Building a brand is a longterm play, but it’ll pay dividends forever. While general marketing and advertising are important for lead generation, they typically require a lot of spend. Building a brand means more inbound interest over time, word-of-mouth-marketing, and referrals, all of which require no spend. When you have a well-known, trustworthy brand, more […]

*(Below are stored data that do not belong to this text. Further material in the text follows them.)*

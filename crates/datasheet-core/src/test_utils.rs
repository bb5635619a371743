//! Shared record definitions for tests.

pub mod fixtures {
    use std::sync::Arc;

    use crate::container::{Container, ContainerBuilder};
    use crate::descriptor::{EnumDef, NodeDef, RecordDef, ScalarKind, StructDef};

    /// `Id, Content`.
    pub fn basic_def() -> Arc<RecordDef> {
        RecordDef::new(
            ScalarKind::Str,
            StructDef::new()
                .field("Content", NodeDef::Scalar(ScalarKind::Str))
                .shared(),
        )
        .shared()
    }

    /// `Id, Content` plus an element array of `ElemContent`.
    pub fn array_def() -> Arc<RecordDef> {
        RecordDef::new(
            ScalarKind::Str,
            StructDef::new()
                .field("Content", NodeDef::Scalar(ScalarKind::Str))
                .shared(),
        )
        .with_elements(
            "Entries",
            StructDef::new()
                .field("ElemContent", NodeDef::Scalar(ScalarKind::Str))
                .shared(),
        )
        .shared()
    }

    /// Nested structs and lists, plus an element array of integer lists.
    pub fn nested_def() -> Arc<RecordDef> {
        let inner = StructDef::new()
            .field("XInt", NodeDef::Scalar(ScalarKind::Int))
            .field("YFloat", NodeDef::Scalar(ScalarKind::Float))
            .field("ZList", NodeDef::list(NodeDef::Scalar(ScalarKind::Str)))
            .shared();
        RecordDef::new(
            ScalarKind::Str,
            StructDef::new()
                .field("Struct", NodeDef::Struct(inner.clone()))
                .field("StructList", NodeDef::list(NodeDef::Struct(inner)))
                .shared(),
        )
        .with_elements(
            "Entries",
            StructDef::new()
                .field("IntList", NodeDef::list(NodeDef::Scalar(ScalarKind::Int)))
                .shared(),
        )
        .shared()
    }

    /// Dictionary columns at both the body and element level.
    pub fn dict_def() -> Arc<RecordDef> {
        RecordDef::new(
            ScalarKind::Str,
            StructDef::new()
                .field("Dict", NodeDef::dict(NodeDef::Scalar(ScalarKind::Float)))
                .shared(),
        )
        .with_elements(
            "Entries",
            StructDef::new()
                .field(
                    "NestedDict",
                    NodeDef::dict(NodeDef::list(NodeDef::Scalar(ScalarKind::Str))),
                )
                .field("Value", NodeDef::Scalar(ScalarKind::Int))
                .shared(),
        )
        .shared()
    }

    /// Every reference shape: direct, self, list, and element-level.
    pub fn refer_def() -> Arc<RecordDef> {
        RecordDef::new(
            ScalarKind::Str,
            StructDef::new()
                .field("ReferColumn", NodeDef::reference("Tests"))
                .field("SelfReferColumn", NodeDef::reference("Refers"))
                .field("ReferList", NodeDef::list(NodeDef::reference("Tests")))
                .shared(),
        )
        .with_elements(
            "Entries",
            StructDef::new()
                .field("NestedReferColumn", NodeDef::reference("Tests"))
                .shared(),
        )
        .shared()
    }

    /// Enum-keyed record with typed scalar columns.
    pub fn types_def() -> Arc<RecordDef> {
        RecordDef::new(
            ScalarKind::Enum(EnumDef::new("TestIds", &["Alpha", "Bravo", "Charlie"])),
            StructDef::new()
                .field("IntColumn", NodeDef::Scalar(ScalarKind::Int))
                .field("DateColumn", NodeDef::Scalar(ScalarKind::DateTime))
                .shared(),
        )
        .shared()
    }

    /// A string column annotated for asset verification.
    pub fn asset_def() -> Arc<RecordDef> {
        RecordDef::new(
            ScalarKind::Str,
            StructDef::new()
                .annotated("AssetPath", NodeDef::Scalar(ScalarKind::Str), "asset")
                .shared(),
        )
        .shared()
    }

    /// A container declaring one table per fixture definition.
    pub fn container() -> Container {
        let mut builder = ContainerBuilder::new();
        builder.table("Tests", basic_def());
        builder.table("Arrays", array_def());
        builder.table("Types", types_def());
        builder.table("Nested", nested_def());
        builder.table("Dicts", dict_def());
        builder.table("Refers", refer_def());
        builder.table("Assets", asset_def());
        match builder.build() {
            Ok(container) => container,
            Err(err) => panic!("fixture container failed to build: {err}"),
        }
    }
}
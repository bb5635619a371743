//! Container-level round trips through the CSV backend.

use datasheet_core::container::{Container, LoadSummary};
use datasheet_core::diag::{Diagnostics, ProblemKind};
use datasheet_core::export::GridExporter;
use datasheet_core::import::GridImporter;
use datasheet_core::test_utils::fixtures;
use datasheet_csv::{CsvSink, CsvSource};

fn load(container: &mut Container, source: CsvSource, diag: &mut Diagnostics) -> LoadSummary {
    container.load(&GridImporter::new(source), diag)
}

#[test]
fn loaded_tables_survive_a_store_and_reload() {
    let mut source = CsvSource::new();
    source.insert("Tests", "Id,Content\nA,First\nB,Second\n");
    source.insert(
        "Arrays",
        "Id,Content,ElemContent\nT,Body,E1\n,,E2\n,,E3\n",
    );
    source.insert(
        "Nested",
        "Id,Struct:XInt,Struct:ZList:1,Struct:ZList:2,IntList:1\nRow,4,a,b,7\n,,,,8\n",
    );
    source.insert("Dicts", "Id,Dict:Key,NestedDict:Inner:1,Value\nD,0.5,x,3\n");

    let mut container = fixtures::container();
    let mut diag = Diagnostics::new();
    let summary = load(&mut container, source, &mut diag);
    diag.assert_no_errors();
    assert_eq!(summary.loaded, 4);
    assert_eq!(summary.errors, 0);

    let mut exporter = GridExporter::new(CsvSink::new());
    assert!(container.store(&mut exporter, &mut diag));
    diag.assert_no_errors();
    let sink = exporter.into_sink();

    let mut reload_source = CsvSource::new();
    for name in ["Tests", "Arrays", "Nested", "Dicts"] {
        reload_source.insert(name, sink.csv(name).unwrap());
    }
    let mut reloaded = fixtures::container();
    load(&mut reloaded, reload_source, &mut diag);
    diag.assert_no_errors();

    for name in ["Tests", "Arrays", "Nested", "Dicts"] {
        let before = container.table_by_name(name).unwrap();
        let after = reloaded.table_by_name(name).unwrap();
        assert_eq!(before.len(), after.len(), "{name} changed size");
        for record in before.iter() {
            assert_eq!(
                Some(record),
                after.get(record.key()),
                "{name}/{} changed",
                record.key()
            );
        }
    }
}

#[test]
fn duplicate_keys_load_first_wins_with_one_event_each() {
    let mut source = CsvSource::new();
    source.insert("Tests", "Id,Content\nA,1\nB,1\nA,2\nB,2\n");

    let mut container = fixtures::container();
    let mut diag = Diagnostics::new();
    load(&mut container, source, &mut diag);

    let tests = container.table_by_name("Tests").unwrap();
    assert_eq!(tests.len(), 2);
    let schema = container.schema(container.table_id("Tests").unwrap()).unwrap();
    assert_eq!(
        schema.enumerate_body(tests.get("A").unwrap())[0].1.as_str(),
        Some("1")
    );
    assert_eq!(diag.error_count(), 2);
    assert!(diag.errors().all(|e| e.kind == ProblemKind::DuplicateKey));
}

#[test]
fn missing_sheets_count_but_do_not_report() {
    let mut source = CsvSource::new();
    source.insert("Tests", "Id,Content\nA,x\n");

    let mut container = fixtures::container();
    let mut diag = Diagnostics::new();
    let summary = load(&mut container, source, &mut diag);

    assert_eq!(summary.loaded, 1);
    assert_eq!(summary.missing, 6);
    assert!(diag.events().is_empty());
    assert!(container.table_by_name("Arrays").is_none());
}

Building a brand is a longterm play, but it’ll pay dividends forever. While general marketing and advertising are important for lead generation, they typically require a lot of spend. Building a brand means more inbound interest over time, word-of-mouth-marketing, and referrals, all of which require no spend. When you have a well-known, trustworthy brand, more opportunities naturally flow your way because of that recognition, many of which are priceless. When a customer compares a brand they don’t know with a brand they do know, and the offerings are similar, odds are the customer will choose the more well-known brand, even if the pricing is a bit steeper. Overall, investing in brand-building pays for itself in the long run.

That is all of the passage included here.